2. D’autre part, aux termes de l’article R. 431-4 du code de justice administrative : « Dans les affaires où ne s’appliquent pas les dispositions de l’article R. 431-2, les requêtes et les mémoires doivent être signés par leur auteur et, dans le cas d’une personne morale, par une personne justifiant de sa qualité pour agir ». L’article R. 431-2 dudit code dispose : « Les requêtes et les mémoires doivent, à peine d’irrecevabilité, être présentés soit par un avocat, soit par un avocat au Conseil d’Etat et à la Cour de cassation, lorsque les conclusions de la demande tendent au paiement d’une somme d’argent, à la décharge ou à la réduction de sommes dont le paiement est réclamé au requérant ou à la solution d’un litige né de l’exécution d’un contrat (…) ». Et en vertu de l’article R. 431-5 du même code : « Les parties peuvent également se faire représenter : / 1° Par l’un des mandataires mentionnés à l’article R. 431-2 ; / 2° Par une association agréée au titre des articles L. 141-1, L. 611-1, L. 621-1 ou L. 631-1 du code de l’environnement, dès lors que les conditions prévues aux articles L. 142-3, L. 611-4, L. 621-4 ou L. 631-4 du même code sont réunies et selon les modalités prévues par les articles R. 142-1 à R. 142-9, R. 611-10, R. 621-10 et R. 631-10 du même code ». Les mandataires mentionnés au 1° de l’article R. 431-5 sont seulement les avocats et les avocats au Conseil d’État et à la Cour de cassation.
3. Dans le cadre de la présente instance, la société DRAPO et M. A…, qui ont pour conseil Me Pitcher, avocate au barreau de Paris, contestent la décision implicite par laquelle l’Agence nationale de l’habitat a rejeté leur recours administratif préalable obligatoire formé contre la décision du 29 février 2024 portant retrait de la prime de transition énergétique dite « MaPrimeRénov’ ».
4. En premier lieu, si la requête a été signée par Me Pitcher au nom de M. A…, et alors même que les dispositions précitées de l’article R. 431-2 du code de justice administrative ne rendaient pas obligatoire le ministère d’un avocat, il résulte de la mesure d’instruction ordonnée le 20 janvier 2026 que Me Pitcher ne disposait pas, et ne dispose toujours pas, d’un mandat exprès l’habilitant à représenter M. A… en justice.

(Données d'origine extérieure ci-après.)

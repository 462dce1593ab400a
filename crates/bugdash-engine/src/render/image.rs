use std::fmt;

use crate::paint::Rgba8;

/// Decoded RGBA image, the asset type handed out by resource providers.
#[derive(Clone, PartialEq)]
pub struct Image {
    width: u32,
    height: u32,
    pixels: Vec<Rgba8>,
}

impl Image {
    /// Wraps row-major pixels. Returns `None` when the length does not match.
    pub fn from_pixels(width: u32, height: u32, pixels: Vec<Rgba8>) -> Option<Self> {
        (pixels.len() == width as usize * height as usize).then_some(Self { width, height, pixels })
    }

    /// Image of a single flat color.
    pub fn filled(width: u32, height: u32, color: Rgba8) -> Self {
        Self {
            width,
            height,
            pixels: vec![color; width as usize * height as usize],
        }
    }

    /// Converts a decoded `image` buffer.
    pub fn from_rgba_image(img: ::image::RgbaImage) -> Self {
        let (width, height) = img.dimensions();
        let pixels = img
            .into_raw()
            .chunks_exact(4)
            .map(|c| Rgba8::new(c[0], c[1], c[2], c[3]))
            .collect();
        Self { width, height, pixels }
    }

    #[inline]
    pub fn width(&self) -> u32 {
        self.width
    }

    #[inline]
    pub fn height(&self) -> u32 {
        self.height
    }

    #[inline]
    pub fn pixels(&self) -> &[Rgba8] {
        &self.pixels
    }

    pub fn pixel(&self, x: u32, y: u32) -> Option<Rgba8> {
        if x >= self.width || y >= self.height {
            return None;
        }
        self.pixels.get((y * self.width + x) as usize).copied()
    }
}

impl fmt::Debug for Image {
    fn fmt(&self, f: &mut fmt::Formatter<'_>) -> fmt::Result {
        f.debug_struct("Image")
            .field("width", &self.width)
            .field("height", &self.height)
            .finish_non_exhaustive()
    }
}
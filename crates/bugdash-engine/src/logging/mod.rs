//! Logging utilities.
//!
//! Centralizes logger initialization. Engine code only talks to the `log`
//! facade; `env_logger` is wired up here and nowhere else.

mod init;

pub use init::{init_logging, LoggingConfig};
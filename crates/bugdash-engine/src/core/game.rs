use crate::assets::{AssetManifest, ResourceProvider};
use crate::entity::EntityRegistry;
use crate::level::TileGrid;
use crate::mode::Mode;
use crate::render::DrawCtx;

/// Control directive returned by loop operations.
#[derive(Debug, Copy, Clone, Eq, PartialEq)]
pub enum LoopControl {
    Continue,
    Exit,
}

/// Game contract implemented by the layer above the engine.
///
/// The game owns its entities, its mode gate and its start-screen content;
/// the loop decides when each hook runs.
pub trait Game {
    /// Every asset the game will draw. Declared once, before loading starts.
    fn manifest(&self) -> AssetManifest;

    /// Current mode. Read once before the update phase and once before the
    /// render phase of every tick.
    fn mode(&self) -> Mode;

    /// Reset hook, run once when assets are ready, before any other setup.
    fn reset(&mut self) {}

    /// One-time setup that needs loaded assets. An error aborts startup.
    fn on_assets_ready(&mut self, assets: &dyn ResourceProvider) -> anyhow::Result<()> {
        let _ = assets;
        Ok(())
    }

    /// Level background drawn first in gameplay mode.
    fn level(&self) -> &TileGrid;

    /// Lends the entities to the loop for one phase.
    fn entities(&mut self) -> EntityRegistry<'_>;

    /// Collision pass, run after every entity has updated.
    fn check_collisions(&mut self) {}

    /// Start presentation, drawn instead of the level when not in gameplay.
    fn render_start_screen(&mut self, ctx: &mut DrawCtx<'_>) -> anyhow::Result<()>;
}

5. En second lieu, si la société requérante est titulaire d’un mandat délivré par M. A…, bénéficiaire de la subvention, une telle circonstance est sans incidence sur sa qualité à agir au nom de ce dernier, en application des dispositions citées au point 2 auxquelles ne dérogent ni les dispositions propres aux mandats des articles 1984 et suivants du code civil, ni celles relatives à l’aide « MaPrimeRénov’ ». Au surplus, ce mandat, produit à l’instance, ne tend qu’à la perception de la prime au nom et pour le compte de M. A…, celui-ci reconnaissant explicitement demeurer seul bénéficiaire de l’aide et seul redevable, en cas de retrait de l’aide, du reversement des sommes indûment perçues. Ainsi, et alors même que la société DRAPO est elle-même représentée à l’instance par un avocat, elle n’a pas qualité pour saisir le juge en paiement de sommes dues à son mandant.

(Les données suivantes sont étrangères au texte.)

//! Entity capabilities and the per-phase registry view.
//!
//! Two roles, two traits:
//! - [`AutonomousEntity`]: continuous, time-scaled motion; updated with `dt`
//! - [`ControlledEntity`]: discrete per-tick step logic; updated without `dt`
//!
//! The game owns its entities. For each phase it lends them to the loop as an
//! [`EntityRegistry`], which only iterates.

mod registry;

pub use registry::{EntityGroup, EntityRegistry};

use crate::render::DrawCtx;
use crate::time::DeltaTime;

/// Entity that moves on its own, scaled by elapsed time.
pub trait AutonomousEntity {
    /// Advances the entity by `dt`. Stationary entities keep the default.
    fn update(&mut self, dt: DeltaTime) -> anyhow::Result<()> {
        let _ = dt;
        Ok(())
    }

    fn render(&self, ctx: &mut DrawCtx<'_>) -> anyhow::Result<()>;
}

/// The single entity steered by the player.
pub trait ControlledEntity {
    /// Applies this tick's step logic.
    fn update(&mut self) -> anyhow::Result<()>;

    fn render(&self, ctx: &mut DrawCtx<'_>) -> anyhow::Result<()>;
}

impl<T: AutonomousEntity + ?Sized> AutonomousEntity for Box<T> {
    fn update(&mut self, dt: DeltaTime) -> anyhow::Result<()> {
        (**self).update(dt)
    }

    fn render(&self, ctx: &mut DrawCtx<'_>) -> anyhow::Result<()> {
        (**self).render(ctx)
    }
}
//! Image identifiers and board geometry.

use bugdash_engine::assets::AssetManifest;
use bugdash_engine::level::CellSize;

pub const STONE: &str = "images/stone-block.png";
pub const WATER: &str = "images/water-block.png";
pub const GRASS: &str = "images/grass-block.png";

pub const BUG: &str = "images/enemy-bug.png";
pub const BUG_REVERSED: &str = "images/enemy-bug-r.png";

pub const GEM: &str = "images/Gem-Blue1.png";
pub const HEART: &str = "images/Heart1.png";
pub const ROCK: &str = "images/Rock1.png";
pub const SELECTOR: &str = "images/Selector.png";

pub const ARROW_UP: &str = "images/aUp.png";
pub const ARROW_LEFT: &str = "images/aLeft.png";
pub const ARROW_DOWN: &str = "images/aDown.png";
pub const ARROW_RIGHT: &str = "images/aRight.png";

pub const BUTTON_EASY: &str = "images/green_button02.png";
pub const BUTTON_MEDIUM: &str = "images/yellow_button02.png";
pub const BUTTON_HARD: &str = "images/red_button01.png";

pub const BACKGROUND: &str = "images/background-11.png";

/// Selectable characters, in start-screen order.
pub const CHARACTERS: [&str; 5] = [
    "images/char-boy.png",
    "images/char-cat-girl.png",
    "images/char-horn-girl.png",
    "images/char-pink-girl.png",
    "images/char-princess-girl.png",
];

pub const ROWS: usize = 8;
pub const COLS: usize = 8;
pub const CELL: CellSize = CellSize::new(101, 83);

/// Sprites are taller than a cell; this lifts them onto the block face.
pub const SPRITE_LIFT: i32 = 25;

/// Row images of the board, top to bottom.
pub fn row_images() -> [&'static str; ROWS] {
    [WATER, GRASS, GRASS, GRASS, GRASS, GRASS, GRASS, STONE]
}

/// Top-left pixel of a sprite standing on `(row, col)`.
pub fn sprite_origin(row: usize, col: usize) -> (i32, i32) {
    let x = col as i32 * CELL.width as i32;
    let y = row as i32 * CELL.height as i32 - SPRITE_LIFT;
    (x, y)
}

/// Every image the game draws.
pub fn manifest() -> AssetManifest {
    let [boy, cat_girl, horn_girl, pink_girl, princess] = CHARACTERS;
    [
        STONE, WATER, GRASS, BUG, boy, cat_girl, horn_girl, pink_girl, princess,
        BUG_REVERSED, GEM, HEART, ROCK, SELECTOR, ARROW_LEFT, ARROW_DOWN, ARROW_RIGHT,
        ARROW_UP, BUTTON_EASY, BUTTON_MEDIUM, BUTTON_HARD, BACKGROUND,
    ]
    .into_iter()
    .collect()
}

#[cfg(test)]
mod tests {
    use super::*;

    #[test]
    fn manifest_lists_every_image_once() {
        let manifest = manifest();
        assert_eq!(manifest.len(), 22);
        for id in row_images().into_iter().chain(CHARACTERS) {
            assert!(manifest.contains(id), "{id} missing");
        }
        assert_eq!(manifest.iter().next().map(|id| id.as_str()), Some(STONE));
    }

    #[test]
    fn bundled_images_decode() {
        use bugdash_engine::assets::{AssetLoader, FileLoader};

        let loader = FileLoader::new(concat!(env!("CARGO_MANIFEST_DIR"), "/assets"));
        for id in manifest().iter() {
            let image = loader.load(id).unwrap_or_else(|e| panic!("{e}"));
            assert!(image.width() > 0 && image.height() > 0, "{id} is empty");
        }
        let grass = loader.load(&GRASS.into()).unwrap();
        assert_eq!((grass.width(), grass.height()), (101, 171));
    }

    #[test]
    fn sprites_sit_on_their_cell() {
        assert_eq!(sprite_origin(0, 0), (0, -25));
        assert_eq!(sprite_origin(3, 2), (202, 224));
    }
}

6. Il résulte de ce qui précède que la présente requête est entachée de deux irrecevabilités manifestes. Elle doit, dès lors, être rejetée en toutes ses conclusions en application du 4° de l’article R. 222-1 du code de justice administrative.
O R D O N N E :
Article 1er : La requête de M. A… et de la société DRAPO est rejetée.
Article 2 : La présente ordonnance sera notifiée à M. B… A…, à la société DRAPO et à l’Agence nationale de l’habitat.
Fait à Amiens, le 18 mai 2026.
Le président de la 1ère chambre,
Signé
S. Lebdiri
La République mande et ordonne à la ministre de la transition écologique, de la biodiversité et des négociations internationales sur le climat et la nature en ce qui la concerne ou à tous commissaires de justice à ce requis en ce qui concerne les voies de droit commun contre les parties privées, de pourvoir à l’exécution de la présente ordonnance.